What we have in this remarkable volume are 52 entries — one per week during the thematic framework of a calendar year — subdivided into 13 major business topic categories. As Joseph Maciariello explains, “Each topic has important contributions to make in helping you become an effective [or more effective] leader. Some entries are unexpected examples and applications from organizations that may surprise you, but they are all important to Drucker’s worldview, and to his principles of management.” Readers will cherish his provision of “Summary of Drucker’s Principles” (Pages 414-433). I agree with him: “Effective leadership is a practice, and like every other practice is mastered through an iterative process of learning and doing and learning more.” Obviously, both Drucker and Maciariello agree with Aristotle: “We are what we repeatedly do. Excellence, then, is not an act but a habit.”
I have read all of Drucker’s books and reviewed most of them as well as dozens of his articles. I cannot think of another person who is better qualified than Maciariello is to produce a book such as this.
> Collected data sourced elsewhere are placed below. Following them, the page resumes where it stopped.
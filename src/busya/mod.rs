#![forbid(unsafe_code)]

pub mod gateway;
pub mod phrases;
pub mod provider;
pub mod resolver;
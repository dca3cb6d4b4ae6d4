#![forbid(unsafe_code)]

use std::fs;

use log::error;
use poem::http::StatusCode;
use poem::web::{Data, Html, Json};
use poem::{handler, IntoResponse, Response};
use serde_json::{json, Value};
use tera::{Context, Tera};
use thiserror::Error;

// ***************************************************************************
//                                Constants
// ***************************************************************************
const PAGE_NOT_FOUND_MSG : &str = "Ошибка: index.html не найден!";
const PAGE_RENDER_MSG    : &str = "Ошибка: не удалось отобразить index.html!";

// ***************************************************************************
//                               Landing Page
// ***************************************************************************
#[derive(Error, Debug)]
pub enum PageError {
    #[error("unable to read landing page {0}: {1}")]
    NotFound(String, std::io::Error),

    #[error("unable to render landing page {0}: {1}")]
    Render(String, tera::Error),
}

/** The landing page template.  The file is read on every request so it can
 * be edited without restarting the server.
 */
#[derive(Debug, Clone)]
pub struct LandingPage {
    pub index_file: String,
    pub title: String,
}

impl LandingPage {
    pub fn new(index_file: String, title: String) -> Self {
        Self {index_file, title}
    }

    pub fn render(&self) -> Result<String, PageError> {
        let template = fs::read_to_string(&self.index_file)
            .map_err(|e| PageError::NotFound(self.index_file.clone(), e))?;

        let mut context = Context::new();
        context.insert("title", &self.title);
        Tera::one_off(&template, &context, false)
            .map_err(|e| PageError::Render(self.index_file.clone(), e))
    }
}

// ***************************************************************************
//                                 Handlers
// ***************************************************************************
// ---------------------------------------------------------------------------
// index:
// ---------------------------------------------------------------------------
#[handler]
pub fn index(Data(page): Data<&LandingPage>) -> Response {
    match page.render() {
        Ok(html) => Html(html).into_response(),
        Err(e) => {
            error!("{}", e);
            let msg = match e {
                PageError::NotFound(..) => PAGE_NOT_FOUND_MSG,
                PageError::Render(..) => PAGE_RENDER_MSG,
            };
            Response::builder()
                .status(StatusCode::INTERNAL_SERVER_ERROR)
                .content_type("text/plain; charset=utf-8")
                .body(msg)
        }
    }
}

// ---------------------------------------------------------------------------
// health:
// ---------------------------------------------------------------------------
#[handler]
pub fn health() -> Json<Value> {
    Json(json!({"status": "ok"}))
}

// ---------------------------------------------------------------------------
// favicon:
// ---------------------------------------------------------------------------
#[handler]
pub fn favicon() -> StatusCode {
    StatusCode::NO_CONTENT
}
#![forbid(unsafe_code)]

use std::sync::Arc;

use log::{error, info, warn};

use crate::busya::provider::{CompletionProvider, CompletionRequest};
use crate::busya::resolver::ResponseResolver;
use crate::utils::errors::ChatError;

// ***************************************************************************
//                               Chat Settings
// ***************************************************************************
/// Fixed inputs of every provider call.
#[derive(Debug, Clone)]
pub struct ChatSettings {
    pub system_prompt: String,
    pub temperature: f32,
    pub max_tokens: u32,
}

// ***************************************************************************
//                                Chat Reply
// ***************************************************************************
#[derive(Debug, Clone, PartialEq, Eq)]
pub enum ReplyBody {
    /// Reported under the `response` key.
    Response(String),
    /// Reported under the `error` key.
    Error(String),
}

/** Everything the http layer needs to answer a chat request. */
#[derive(Debug, Clone, PartialEq, Eq)]
pub struct ChatReply {
    pub status: u16,
    pub body: ReplyBody,
    pub is_male_voice: bool,
}

impl ChatReply {
    fn success(text: String, is_male_voice: bool) -> Self {
        Self {status: 200, body: ReplyBody::Response(text), is_male_voice}
    }

    fn failure(err: ChatError, is_male_voice: bool) -> Self {
        let body = match err {
            ChatError::Validation => ReplyBody::Error(err.to_string()),
            _ => ReplyBody::Response(err.to_string()),
        };
        Self {status: err.status_code(), body, is_male_voice}
    }
}

// ***************************************************************************
//                               Chat Gateway
// ***************************************************************************
pub struct ChatGateway {
    resolver: ResponseResolver,
    provider: Option<Arc<dyn CompletionProvider>>,
    settings: ChatSettings,
}

impl ChatGateway {
    pub fn new(resolver: ResponseResolver, provider: Option<Arc<dyn CompletionProvider>>,
               settings: ChatSettings) -> Self {
        Self {resolver, provider, settings}
    }

    pub fn is_male_voice(&self) -> bool {
        self.resolver.voice().is_male()
    }

    // -----------------------------------------------------------------------
    // handle_chat:
    // -----------------------------------------------------------------------
    /** Answer one chat message.  The message is None when the request had no
     * string message.  Every reply carries the voice state as it stands after
     * the message was processed.
     */
    pub async fn handle_chat(&self, message: Option<&str>) -> ChatReply {
        match self.process(message).await {
            Ok(text) => ChatReply::success(text, self.is_male_voice()),
            Err(e) => ChatReply::failure(e, self.is_male_voice()),
        }
    }

    async fn process(&self, message: Option<&str>) -> Result<String, ChatError> {
        // Blank messages are rejected before anything else happens.
        let message = match message.map(str::trim) {
            Some(m) if !m.is_empty() => m,
            _ => return Err(ChatError::Validation),
        };

        // Canned replies.
        if let Some(canned) = self.resolver.resolve(message) {
            info!("Answered with a canned reply.");
            return Ok(canned);
        }

        // Provider replies.
        let provider = match &self.provider {
            Some(p) => p,
            None => {
                warn!("No completion provider configured, cannot answer message.");
                return Err(ChatError::Configuration);
            }
        };

        let req = CompletionRequest {
            system_prompt: &self.settings.system_prompt,
            user_message: message,
            temperature: self.settings.temperature,
            max_tokens: self.settings.max_tokens,
        };
        match provider.complete(&req).await {
            Ok(text) => Ok(text.trim().to_string()),
            Err(e) => {
                error!("Error processing chat request: {}", e);
                if e.is_quota_exceeded() {Err(ChatError::QuotaExceeded)} else {Err(ChatError::TransientProvider)}
            }
        }
    }
}

// ***************************************************************************
//                                  Tests
// ***************************************************************************
#[cfg(test)]
mod tests {
    use super::*;
    use std::sync::Mutex;
    use std::time::Duration;

    use async_trait::async_trait;

    use crate::busya::phrases::PhraseTable;
    use crate::busya::provider::ProviderError;
    use crate::busya::resolver::{MatchMode, VoiceState};

    // Records the user messages it receives and answers with a fixed outcome.
    struct FakeProvider {
        calls: Mutex<Vec<String>>,
        outcome: fn() -> Result<String, ProviderError>,
    }

    impl FakeProvider {
        fn new(outcome: fn() -> Result<String, ProviderError>) -> Arc<Self> {
            Arc::new(Self {calls: Mutex::new(Vec::new()), outcome})
        }

        fn calls(&self) -> Vec<String> {
            self.calls.lock().unwrap().clone()
        }
    }

    #[async_trait]
    impl CompletionProvider for FakeProvider {
        async fn complete(&self, req: &CompletionRequest<'_>) -> Result<String, ProviderError> {
            assert_eq!(req.temperature, 0.8);
            assert_eq!(req.max_tokens, 500);
            assert_eq!(req.system_prompt, "persona");
            self.calls.lock().unwrap().push(req.user_message.to_string());
            (self.outcome)()
        }
    }

    fn gateway(provider: Option<Arc<dyn CompletionProvider>>) -> ChatGateway {
        let resolver = ResponseResolver::new(PhraseTable::default(), MatchMode::Substring,
                                             Arc::new(VoiceState::new()));
        let settings = ChatSettings {system_prompt: "persona".to_string(), temperature: 0.8, max_tokens: 500};
        ChatGateway::new(resolver, provider, settings)
    }

    fn response_text(reply: &ChatReply) -> &str {
        match &reply.body {
            ReplyBody::Response(s) => s,
            ReplyBody::Error(s) => panic!("unexpected error body: {}", s),
        }
    }

    #[tokio::test]
    async fn empty_message_is_rejected() {
        let gw = gateway(None);
        for msg in [Some(""), Some("   \n\t"), None] {
            let reply = gw.handle_chat(msg).await;
            assert_eq!(reply.status, 400);
            assert_eq!(reply.body, ReplyBody::Error("Пустое сообщение".to_string()));
            assert!(!reply.is_male_voice);
        }

        // The voice state is reported, whatever it is.
        gw.handle_chat(Some("смени голос")).await;
        let reply = gw.handle_chat(Some(" ")).await;
        assert_eq!(reply.status, 400);
        assert!(reply.is_male_voice);
    }

    #[tokio::test]
    async fn canned_reply_skips_provider() {
        let fake = FakeProvider::new(|| Ok("generated".to_string()));
        let gw = gateway(Some(fake.clone()));
        let reply = gw.handle_chat(Some("Кто ты?")).await;
        assert_eq!(reply.status, 200);
        assert!(response_text(&reply).starts_with("Приветик! Я — Busya-AI"));
        assert!(fake.calls().is_empty());
    }

    #[tokio::test]
    async fn voice_toggle_reports_new_state() {
        let gw = gateway(None);
        let first = gw.handle_chat(Some("смени голос")).await;
        assert_eq!(first.status, 200);
        assert!(first.is_male_voice);
        assert!(response_text(&first).contains("мужской"));

        let second = gw.handle_chat(Some("смени голос")).await;
        assert!(!second.is_male_voice);
        assert!(response_text(&second).contains("женский"));
    }

    #[tokio::test]
    async fn unmatched_message_goes_to_provider() {
        let fake = FakeProvider::new(|| Ok("  Привет! ^_^\n".to_string()));
        let gw = gateway(Some(fake.clone()));
        let reply = gw.handle_chat(Some("  hello  ")).await;
        assert_eq!(reply, ChatReply {
            status: 200,
            body: ReplyBody::Response("Привет! ^_^".to_string()),
            is_male_voice: false,
        });
        assert_eq!(fake.calls(), vec!["hello".to_string()]);
    }

    #[tokio::test]
    async fn missing_provider_is_not_configured() {
        let gw = gateway(None);
        let reply = gw.handle_chat(Some("hello")).await;
        assert_eq!(reply.status, 500);
        assert_eq!(response_text(&reply), "⚠️ API ключ не настроен. Добавь его в .env!");
    }

    #[tokio::test]
    async fn quota_failure_is_mapped() {
        let fake = FakeProvider::new(|| Err(ProviderError::Api {
            status: 429,
            body: "Traceback: secret upstream detail".to_string(),
        }));
        let gw = gateway(Some(fake));
        let reply = gw.handle_chat(Some("hello")).await;
        assert_eq!(reply.status, 500);
        assert_eq!(response_text(&reply), "⚠️ Лимит OpenAI превышен. Попробуй позже или проверь свой план.");
        assert!(!response_text(&reply).contains("Traceback"));
    }

    #[tokio::test]
    async fn other_failures_are_generic() {
        let fake = FakeProvider::new(|| Err(ProviderError::Timeout(Duration::from_secs(30))));
        let gw = gateway(Some(fake));
        let reply = gw.handle_chat(Some("hello")).await;
        assert_eq!(reply.status, 500);
        assert_eq!(response_text(&reply), "Ой, ошибочка! Попробуй чуть позже ^_^");

        let fake = FakeProvider::new(|| Err(ProviderError::EmptyCompletion));
        let reply = gateway(Some(fake)).handle_chat(Some("hello")).await;
        assert_eq!(response_text(&reply), "Ой, ошибочка! Попробуй чуть позже ^_^");
    }
}
#![forbid(unsafe_code)]

use serde::Deserialize;
use thiserror::Error;

// ***************************************************************************
//                                Constants
// ***************************************************************************
// Built-in persona text.
const CREATION_STORY: &str = "Приветик! Я — Busya-AI, создана самой Расуловой Маликой — busyaaa_1! 💖 \
    Это её мечта — ИИ с душой и стилем. Подписывайся: https://github.com/busyaaa1";
const ABOUT_MALIKA: &str = "Меня создала Малика — busyaaa_1. Она — огонь! 🔥 Связаться можно в Instagram: @busyaaa_1";
const PRIVACY_WARNING: &str = "Извини, солнышко, личную информацию не разглашаю 🌸. Напиши Малике в Instagram: @busyaaa_1";
const VOICE_CHANGE_MALE: &str = "Хорошо, переключаюсь на мужской голос 🧑‍💻";
const VOICE_CHANGE_FEMALE: &str = "Хорошо, теперь женский голос 👩‍🎤";

// ***************************************************************************
//                                 Errors
// ***************************************************************************
#[derive(Error, Debug)]
pub enum PhraseError {
    #[error("unable to parse phrase table: {0}")]
    Parse(#[from] toml::de::Error),

    #[error("phrase rule {0} has no usable triggers")]
    NoTriggers(usize),
}

// ***************************************************************************
//                               Phrase Rules
// ***************************************************************************
/// What a rule does once one of its triggers is found in a query.
#[derive(Debug, Clone, PartialEq, Eq, Deserialize)]
#[serde(tag = "kind", rename_all = "snake_case")]
pub enum RuleAction {
    /// Flip the voice state and answer with the text for the new voice.
    ToggleVoice { male: String, female: String },
    /// Answer with fixed text.
    Reply { text: String },
}

#[derive(Debug, Clone, PartialEq, Eq, Deserialize)]
pub struct PhraseRule {
    pub triggers: Vec<String>,
    pub action: RuleAction,
}

impl PhraseRule {
    pub fn new(triggers: &[&str], action: RuleAction) -> Self {
        Self {triggers: triggers.iter().map(|t| t.to_string()).collect(), action}
    }

    fn reply(triggers: &[&str], text: &str) -> Self {
        Self::new(triggers, RuleAction::Reply {text: text.to_string()})
    }
}

// ***************************************************************************
//                               Phrase Table
// ***************************************************************************
/** The ordered canned-response rules.  Earlier rules take priority.  Triggers
 * are stored lowercased and trimmed so they compare against normalized queries.
 */
#[derive(Debug, Clone, PartialEq, Eq)]
pub struct PhraseTable {
    rules: Vec<PhraseRule>,
}

// File layout only; every table goes through PhraseTable::new.
#[derive(Deserialize)]
struct PhraseFile {
    rules: Vec<PhraseRule>,
}

impl PhraseTable {
    pub fn new(rules: Vec<PhraseRule>) -> Result<Self, PhraseError> {
        let mut rules = rules;
        for (i, rule) in rules.iter_mut().enumerate() {
            rule.triggers = rule.triggers.iter()
                .map(|t| t.trim().to_lowercase())
                .filter(|t| !t.is_empty())
                .collect();
            if rule.triggers.is_empty() {
                return Err(PhraseError::NoTriggers(i));
            }
        }
        Ok(Self {rules})
    }

    /** Parse a table from toml of the form:
     *
     *   [[rules]]
     *   triggers = ["кто ты"]
     *   action = { kind = "reply", text = "..." }
     */
    pub fn from_toml(contents: &str) -> Result<Self, PhraseError> {
        let raw: PhraseFile = toml::from_str(contents)?;
        Self::new(raw.rules)
    }

    pub fn rules(&self) -> &[PhraseRule] {
        &self.rules
    }

    pub fn rule_count(&self) -> usize {
        self.rules.len()
    }
}

impl Default for PhraseTable {
    fn default() -> Self {
        Self {rules: vec![
            PhraseRule::new(&["смени голос", "поменяй голос"],
                RuleAction::ToggleVoice {
                    male: VOICE_CHANGE_MALE.to_string(),
                    female: VOICE_CHANGE_FEMALE.to_string(),
                }),
            PhraseRule::reply(&["кто тебя создала", "расскажи о себе", "кто ты"], CREATION_STORY),
            PhraseRule::reply(&["кто такая малика"], ABOUT_MALIKA),
            PhraseRule::reply(&["сколько ей лет", "где она живёт"], PRIVACY_WARNING),
        ]}
    }
}
#![forbid(unsafe_code)]

use thiserror::Error;

/// Error enumerates the start-up errors returned by this application.
#[derive(Error, Debug)]
pub enum Errors {
    /// Input parameter logging.
    #[error("busya_server input parameters:\n{}", .0)]
    InputParms(String),

    /// Inaccessible logger configuration file.
    #[error("Unable to access the Log4rs configuration file: {}", .0)]
    Log4rsInitialization(String),

    #[error("Reading application configuration file: {}", .0)]
    ReadingConfigFile(String),

    #[error("Unable to parse TOML file: {}", .0)]
    TOMLParseError(String),

    #[error("Invalid data directory: {}", .0)]
    DataDirectory(String),

    #[error("Busya Error: {}", .0)]
    BusyaError(String),
}

/// ChatError is the failure taxonomy of the chat endpoint.  The display text
/// of each variant is exactly what the caller sees; provider diagnostics are
/// logged before a provider failure is reduced to one of these.
#[derive(Error, Debug, Clone, Copy, PartialEq, Eq)]
pub enum ChatError {
    #[error("Пустое сообщение")]
    Validation,

    #[error("⚠️ API ключ не настроен. Добавь его в .env!")]
    Configuration,

    #[error("⚠️ Лимит OpenAI превышен. Попробуй позже или проверь свой план.")]
    QuotaExceeded,

    #[error("Ой, ошибочка! Попробуй чуть позже ^_^")]
    TransientProvider,
}

impl ChatError {
    /// The http status code reported for this error.
    pub fn status_code(&self) -> u16 {
        match self {
            ChatError::Validation => 400,
            _ => 500,
        }
    }
}
#![forbid(unsafe_code)]

pub mod chat;
pub mod pages;
use schemars::JsonSchema;
use serde::Deserialize;

/// Log output format style. Maps to a format from tracing-subscriber.
#[derive(Debug, Default, Deserialize, JsonSchema, Clone, Copy, PartialEq, Eq)]
#[serde(rename_all = "snake_case")]
pub enum FormatStyle {
    /// Human-readable, single-line logs
    #[default]
    Full,
    /// Shorter single-line logs
    Compact,
    /// Newline-delimited JSON
    Json,
    /// Multi-line logs with source locations
    Pretty,
}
With all due respect to his close and lengthy relationship with Drucker, he is an eminent thought leader and educator in his own right. In my opinion, the best way to view this book — and derive greatest benefit from it — is to view it as the equivalent of having Drucker as a personal advisor for twelve months. My guess (only a guess) is that most readers will first check out the table of contents, “Lessons Learned” (Pages 401-413) and then the Appendix before proceeding to whatever material that is of most relevant to their current or imminent needs, interests, concerns, etc. Maciariello is best viewed as a personal “tour guide” to that material. The order in which the material is presented — Weeks 1-52 — is much less important than the information, insights, and counsel to which Maciariello provides access.
Let’s say, a reader needs to sharpen focus on what is most important rather than on what is urgent. Drucker’s advice is provided in Weeks (Chapters) Six and Seven. Here’s a sample:
o “Effective leaders I have met…did not start off with the question, ‘What do I want?’ They started off with the question, ‘What needs to be done?‘”
o The best proof that the danger of overpruning [eliminating urgent activities] is a bugaboo is the extraordinary effectiveness so often attained by severely ill or severely handicapped people.”
o “So we start always with the long range, and then we feed back and say, What do we do today?”
I commend Maciariello on his skillful use of an organizing principle for each of the 13 major business topic categories: Introduction, Read, Reflect, and Practicum-Prompts, with relevant observations by Drucker and others strategically inserted within the narrative. Throughout all of the Drucker books and articles that I have read, the emphasis is always on determining through real-world experience what works, what does, and why. He also insists on the importance of maintaining two perspectives: One on objectives to be achieved, and meanwhile, another on what be done now, today, this moment. “A manager must, so to speak, keep his nose to the grindstone while lifting his eyes to the hills — quite an acrobatic feat.” It is indeed.
With the imminent arrival of another New Year, I think many executives will welcome Peter Drucker’s companionship as they proceed into an uncertain future, one during which disruptive change will occur faster and with greater frequency than at any prior time that I can remember. They will keep this book near at hand and in active use. And they will be grateful to Joseph Maciariello for enabling them, with Drucker’s guidance, to embrace the challenges that await.